## Data acquisition notebook for historical, country-level GDP (`Y`), population (`P`), and capital (`K`) information

In the SLIIDERS workflow, historical information is only used for generating the initial (i.e., year 2010) capital stock values and creating capital and population ratios with respect to a reference year (in our case, 2019). To have some degree of usable information, we will gather and organize historical information for 1950-2019 period.

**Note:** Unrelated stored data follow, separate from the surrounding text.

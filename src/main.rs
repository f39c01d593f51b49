//! CLI entry point for the Divia realtime dashboard probes.
//!
//! Every subcommand prints exactly one JSON line to stdout; logs go to
//! stderr so the dashboard can consume stdout as-is.

use anyhow::{Result, bail};
use clap::{Parser, Subcommand};
use divia_rt::board::{MissingSentinel, SentinelPolicy};
use divia_rt::fetch::{DEFAULT_TIMEOUT_SECS, VEHICLE_TIMEOUT_SECS};
use divia_rt::{panels, vehicles, velodi};
use std::time::Duration;
use tracing::error;
use tracing_subscriber::EnvFilter;

#[derive(Parser)]
#[command(name = "divia-rt")]
#[command(about = "Realtime Divia departures and Vélodi availability for a home dashboard", long_about = None)]
struct Cli {
    #[command(subcommand)]
    command: Commands,
}

#[derive(Subcommand)]
enum Commands {
    /// Run a preset dashboard panel by name
    Panel {
        /// Panel name, e.g. "b12-plombiere-wilson" or "velodi-wilson"
        name: String,
    },
    /// Next departures for a line/stop pair
    NextBuses {
        /// Legacy TOTEM line id (e.g. "102" for B12)
        #[arg(short, long)]
        line: String,

        /// Legacy TOTEM stop code (e.g. "141" for Wilson Carnot)
        #[arg(short, long)]
        stop: String,

        /// Number of departures to report
        #[arg(short, long, default_value_t = 2)]
        count: usize,

        /// What an empty slot renders as
        #[arg(long, value_enum, default_value_t = MissingSentinel::Na)]
        sentinel: MissingSentinel,

        /// Render a next bus at <= 1 minute as 0 ("bus at stop")
        #[arg(long, default_value_t = false)]
        clamp_at_stop: bool,

        /// HTTP timeout in seconds
        #[arg(long, default_value_t = DEFAULT_TIMEOUT_SECS)]
        timeout: u64,
    },
    /// Live vehicle positions, optionally filtered by line
    Vehicles {
        /// Legacy TOTEM line id to filter on
        #[arg(short, long)]
        line: Option<String>,

        /// HTTP timeout in seconds
        #[arg(long, default_value_t = VEHICLE_TIMEOUT_SECS)]
        timeout: u64,
    },
    /// Bike and dock availability for a Vélodi station
    Bikes {
        /// GBFS station id (e.g. "11" for Wilson)
        #[arg(short, long)]
        station: Option<String>,

        /// Station name to search for instead of an id
        #[arg(short, long)]
        name: Option<String>,
    },
}

#[tokio::main]
async fn main() -> Result<()> {
    tracing_subscriber::fmt()
        .with_env_filter(
            EnvFilter::try_from_default_env().unwrap_or_else(|_| EnvFilter::new("info")),
        )
        .with_writer(std::io::stderr)
        .init();

    let cli = Cli::parse();

    let output = match cli.command {
        Commands::Panel { name } => {
            let Some(panel) = panels::by_name(&name) else {
                bail!(
                    "unknown panel {name:?}; available panels: {}",
                    panels::names().join(", ")
                );
            };
            panels::run(panel).await
        }
        Commands::NextBuses {
            line,
            stop,
            count,
            sentinel,
            clamp_at_stop,
            timeout,
        } => {
            let policy = SentinelPolicy {
                missing: sentinel,
                clamp_at_stop,
            };
            panels::bus_panel_output(&line, &stop, count, policy, Duration::from_secs(timeout))
                .await
        }
        Commands::Vehicles { line, timeout } => {
            let positions = match vehicles::fetch_vehicle_positions(
                line.as_deref(),
                Duration::from_secs(timeout),
            )
            .await
            {
                Ok(positions) => positions,
                Err(e) => {
                    error!(error = %e, "vehicle position lookup failed");
                    Vec::new()
                }
            };
            serde_json::to_value(positions)?
        }
        Commands::Bikes { station, name } => {
            let station_id = match (station, name) {
                (Some(id), _) => Some(id),
                (None, Some(name)) => resolve_station(&name).await,
                (None, None) => bail!("either --station or --name is required"),
            };
            match station_id {
                Some(id) => panels::bike_panel_output(&id).await,
                None => serde_json::json!({ "bike": "N/A", "dock": "N/A" }),
            }
        }
    };

    println!("{output}");
    Ok(())
}

/// Name-based station lookup for the `bikes` subcommand. Failures are
/// logged and degrade to the N/A cell like any other fetch problem.
async fn resolve_station(name: &str) -> Option<String> {
    let result: Result<String> = async { velodi::VelodiClient::new()?.find_station(name).await }.await;
    match result {
        Ok(id) => Some(id),
        Err(e) => {
            error!(error = %e, name, "station name lookup failed");
            None
        }
    }
}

In this notebook, we acquire data from various sources that will be used for this workflow.

## Importing necessary modules and functions

In [None]:
%load_ext autoreload
%autoreload 2

In [None]:
import glob
import os
import shutil
import subprocess
import tarfile
import warnings
from itertools import product as lstprod
from pathlib import Path
from urllib import request as urequest
from zipfile import ZipFile

import dask.distributed as dd
import matplotlib.pyplot as plt
import numpy as np
import pandas as pd
import rhg_compute_tools.kubernetes as rhgk
import statsmodels.api as sm
import xarray as xr
from dask_gateway import Gateway
from pandas_datareader import wb as dr_wb
from scipy.optimize import minimize as opt_min
from tqdm.auto import tqdm

from sliiders import settings as sset

# dask gateway setup
gateway = Gateway()
image_name = sset.DASK_IMAGE

In [None]:
## shorthand for the directory
os.makedirs(sset.DIR_YPK_RAW, exist_ok=True)
os.makedirs(sset.DIR_LITPOP_RAW, exist_ok=True)
os.makedirs(sset.DIR_GEG15_RAW, exist_ok=True)

## Fetching all raw data from various sources

### Penn World Tables 10.0 (PWT 10.0)

In [None]:
## PWT10.0
pwt100_data = pd.read_excel("https://www.rug.nl/ggdc/docs/pwt100.xlsx", sheet_name=2)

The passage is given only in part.